DEATH RECORDS are public records.  Public does not mean that the details of a persons death are as easy to access as what used to be called a "police blotter," and is the report of crime and arrests in an area.  However, anyone can send away for a death record, usually to the county in which the person died and for a small fee.  Some states have you state or prove you are a close relation such as a child, sibling, parent, or spouse.  Some don't.  In some cases the death record a person can get only states that in fact the person has died, and that person would be named and a birth date and death date, no details.  In others you get a copy of the paperwork filed, usually with a doctor's signature, stating the cause of death.
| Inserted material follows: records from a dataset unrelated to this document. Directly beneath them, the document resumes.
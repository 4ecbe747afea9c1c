//! Fan-out of trade traffic to downstream consumers.
//!
//! The `BroadcastHub` is the single distribution point: the pipeline
//! publishes each accepted trade once, and the hub hands it to every
//! registered sink. Sinks are cheap to add and remove at runtime; the
//! console renderer and the WebSocket server are both just sinks.

pub mod config;
pub mod console;
pub mod hub;
pub mod server;
pub mod sink;
pub mod types;

pub use config::ServerConfig;
pub use console::ConsoleSink;
pub use hub::{BroadcastHub, SinkId};
pub use sink::{ChannelSink, SinkError, SinkEvent, TradeSink};
pub use types::ClientMessage;
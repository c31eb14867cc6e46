//! rasch::fit — infit and outfit mean-square statistics.
//!
//! Purpose
//! -------
//! Summarize how well observed responses for one item (or one subject)
//! agree with the Rasch-expected probabilities, using the standard
//! mean-square residual statistics.
//!
//! Key behaviors
//! -------------
//! - For each pair, the residual is r = o − e and the binomial variance
//!   weight is w = e(1 − e).
//! - Outfit = mean(r²), unweighted and therefore sensitive to surprising
//!   responses far from the item's difficulty.
//! - Infit = Σ w r² / Σ w, information-weighted and therefore dominated by
//!   responses near the item's difficulty.
//!
//! Invariants & assumptions
//! ------------------------
//! - Inputs contain only paired, non-missing cells; dropping missing cells
//!   is the caller's job (see
//!   [`ResponseMatrix::item_pairs`](crate::matrix::response_matrix::ResponseMatrix::item_pairs)).
//! - Observed and expected values lie in [0, 1].
//! - Zero pairs or Σ w = 0 make the statistic undefined and are reported as
//!   errors, never as 0 or NaN.
//!
//! Conventions
//! -----------
//! - Values near 1.0 indicate good fit. The acceptance band is a reporting
//!   concern ([`FitBand`](crate::report::tables::FitBand)).
use crate::rasch::{
    errors::{RaschError, RaschResult},
    validation::{validate_aligned, validate_unit_interval},
};

/// Infit/outfit pair for one item or one subject.
#[derive(Debug, Clone, Copy, PartialEq)]
pub struct FitStatistics {
    infit: f64,
    outfit: f64,
    n: usize,
}

impl FitStatistics {
    /// Information-weighted mean square.
    pub fn infit(&self) -> f64 {
        self.infit
    }

    /// Unweighted mean square.
    pub fn outfit(&self) -> f64 {
        self.outfit
    }

    /// Number of paired cells the statistics were computed from.
    pub fn n(&self) -> usize {
        self.n
    }
}

/// Compute infit and outfit from aligned observed/expected values.
///
/// Parameters
/// ----------
/// - `observed`: `&[f64]`
///   Observed scores (0/1 for dichotomous items) in [0, 1].
/// - `expected`: `&[f64]`
///   Model probabilities for the same cells, in the same order.
///
/// Returns
/// -------
/// `RaschResult<FitStatistics>`
///
/// Errors
/// ------
/// - `RaschError::LengthMismatch` if the slices differ in length.
/// - `RaschError::EmptyInput` if there are no pairs.
/// - `RaschError::NonFiniteValue` / `RaschError::OutOfUnitInterval` for
///   invalid entries.
/// - `RaschError::DegenerateFit` if every expected value is exactly 0 or 1.
///
/// Examples
/// --------
/// ```rust
/// use rust_rasch::rasch::fit::infit_outfit;
///
/// let fit = infit_outfit(&[1.0, 0.0], &[0.5, 0.5]).unwrap();
/// assert!((fit.outfit() - 0.25).abs() < 1e-12);
/// assert!((fit.infit() - 0.25).abs() < 1e-12);
/// ```
pub fn infit_outfit(observed: &[f64], expected: &[f64]) -> RaschResult<FitStatistics> {
    validate_aligned(observed.len(), expected.len(), "expected values")?;
    if observed.is_empty() {
        return Err(RaschError::EmptyInput { what: "observed/expected pairs" });
    }
    validate_unit_interval(observed, "observed score")?;
    validate_unit_interval(expected, "expected probability")?;

    let mut sq_sum = 0.0;
    let mut weighted_sq_sum = 0.0;
    let mut weight_sum = 0.0;
    for (&o, &e) in observed.iter().zip(expected) {
        let r2 = (o - e).powi(2);
        let w = e * (1.0 - e);
        sq_sum += r2;
        weighted_sq_sum += w * r2;
        weight_sum += w;
    }

    if weight_sum <= 0.0 {
        return Err(RaschError::DegenerateFit { weight_sum });
    }

    let n = observed.len();
    Ok(FitStatistics { infit: weighted_sq_sum / weight_sum, outfit: sq_sum / n as f64, n })
}
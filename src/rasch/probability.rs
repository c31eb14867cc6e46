//! rasch::probability — the one-parameter logistic item response function.
//!
//! Purpose
//! -------
//! Compute the Rasch probability of a correct response,
//! P(θ, b) = 1 / (1 + exp(−(θ − b))), and coerce loosely-typed inputs into
//! logits before they reach that formula.
//!
//! Key behaviors
//! -------------
//! - [`probability`] is the pure kernel used by every other engine routine.
//! - [`rasch_probability`] accepts anything implementing [`IntoLogit`]
//!   (floats, integers, numeric text) and fails with
//!   [`RaschError::InvalidLogit`] when coercion is impossible.
//!
//! Invariants & assumptions
//! ------------------------
//! - P is strictly increasing in θ, strictly decreasing in b, and
//!   P(b, b) = 0.5 exactly.
//! - 1 − P(θ, b) = P(b, θ).
//! - For finite inputs P lies in (0, 1) mathematically; in `f64` it rounds
//!   to exactly 0 or 1 only once |θ − b| exceeds roughly 37 logits, far
//!   outside the practical [-4, 4] range.
//!
//! Conventions
//! -----------
//! - Abilities and difficulties share the logit scale.
//! - No caching happens here; see
//!   [`ProbabilityCache`](crate::report::cache::ProbabilityCache) for the
//!   caller-owned memoization layer.
use crate::rasch::errors::{RaschError, RaschResult};

/// Rasch probability of a correct response for ability `ability` on an item
/// of difficulty `difficulty`.
///
/// ```rust
/// use rust_rasch::rasch::probability::probability;
///
/// assert_eq!(probability(0.7, 0.7), 0.5);
/// assert!(probability(1.0, 0.0) > 0.5);
/// ```
#[inline]
pub fn probability(ability: f64, difficulty: f64) -> f64 {
    1.0 / (1.0 + (-(ability - difficulty)).exp())
}

/// Coercing front end to [`probability`].
///
/// Parameters
/// ----------
/// - `ability`, `difficulty`: any value implementing [`IntoLogit`], e.g.
///   `f64`, `i32`, or a numeric string read from loosely-typed storage.
///
/// Returns
/// -------
/// `RaschResult<f64>`
///   The probability, or the coercion error of the first argument that
///   could not be interpreted as a finite logit.
///
/// Errors
/// ------
/// - `RaschError::InvalidLogit` for non-numeric text or non-finite numbers.
pub fn rasch_probability<A: IntoLogit, B: IntoLogit>(
    ability: A, difficulty: B,
) -> RaschResult<f64> {
    let theta = ability.into_logit()?;
    let b = difficulty.into_logit()?;
    Ok(probability(theta, b))
}

/// Explicit numeric coercion into a finite logit.
///
/// Implemented for the floating-point and integer primitives and for text,
/// so values read from a document store (where difficulties are often kept
/// as strings) are converted deliberately rather than defaulted.
pub trait IntoLogit {
    fn into_logit(self) -> RaschResult<f64>;
}

impl IntoLogit for f64 {
    fn into_logit(self) -> RaschResult<f64> {
        if !self.is_finite() {
            return Err(RaschError::InvalidLogit {
                input: self.to_string(),
                reason: "Logits must be finite.",
            });
        }
        Ok(self)
    }
}

impl IntoLogit for f32 {
    fn into_logit(self) -> RaschResult<f64> {
        f64::from(self).into_logit()
    }
}

macro_rules! impl_into_logit_for_int {
    ($($t:ty),*) => {
        $(
            impl IntoLogit for $t {
                fn into_logit(self) -> RaschResult<f64> {
                    Ok(self as f64)
                }
            }
        )*
    };
}

impl_into_logit_for_int!(i8, i16, i32, i64, u8, u16, u32, u64, isize, usize);

impl IntoLogit for &str {
    fn into_logit(self) -> RaschResult<f64> {
        let trimmed = self.trim();
        let value: f64 = trimmed.parse().map_err(|_| RaschError::InvalidLogit {
            input: self.to_string(),
            reason: "Text is not a number.",
        })?;
        if !value.is_finite() {
            return Err(RaschError::InvalidLogit {
                input: self.to_string(),
                reason: "Logits must be finite.",
            });
        }
        Ok(value)
    }
}

impl IntoLogit for &String {
    fn into_logit(self) -> RaschResult<f64> {
        self.as_str().into_logit()
    }
}

impl IntoLogit for String {
    fn into_logit(self) -> RaschResult<f64> {
        self.as_str().into_logit()
    }
}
For those of you who want to collect the DEATH RECORDS of your relatives not only because of genealogy interest, but for medical history, perhaps inclinations towards genetic issues in the family that DNA testing may or may not prove, here are some considerations.


1) Doctors are not and never were all equal, and the further you go back, the more likely it is that the doctor did not know what is known today by medical science.  Prior to X-rays and the sophisticated tests possible today, doctors did their best, but the full sum of their knowledge and education may have been lacking.  In other words, the diagnosis might be speculative.  (Remember that barbers - hair cutters - used to be surgeons - and that included pulling teeth!)


2) Poor people often did not call doctors, or called them only in emergencies.  This lead to more speculative diagnosis as well.  So consider the diagnosis.  For instance, if the record mentions broken bones or a pregnancy related death, it's probably correct.  However, cancer was not well understood, and might be called "tumor" or "long illness."  "Long illness could also be TB, or many other diseases.)


3) Currently, if you are a close family member and your loved one is being autopsied, before you give permission, be sure to state that you want a copy of the report.


4) FUNERAL HOME records and CEMETERY RECORDS tend to repeat the information on the DEATH RECORD.  You never know, however, when more details might be given.


5) Consider doing  some research about the state of the art in medicine, treatment of the disease at the time, and so on, in order to put the report into a historical perspective.


For instance, death by TB was considered so frightening that some health departments in the United States issued booklets to the citizens, advising them not only to cover their nose and mouth and wash their hands, but stated that the children on a mother with TB could not be raised by her.  (Many children were born with TB because their mothers were infected.)


DEATH and DEATH RECORDS always remind me of an old Italian proverb that goes like this, "After death, the King and the Pawn go back into the same box."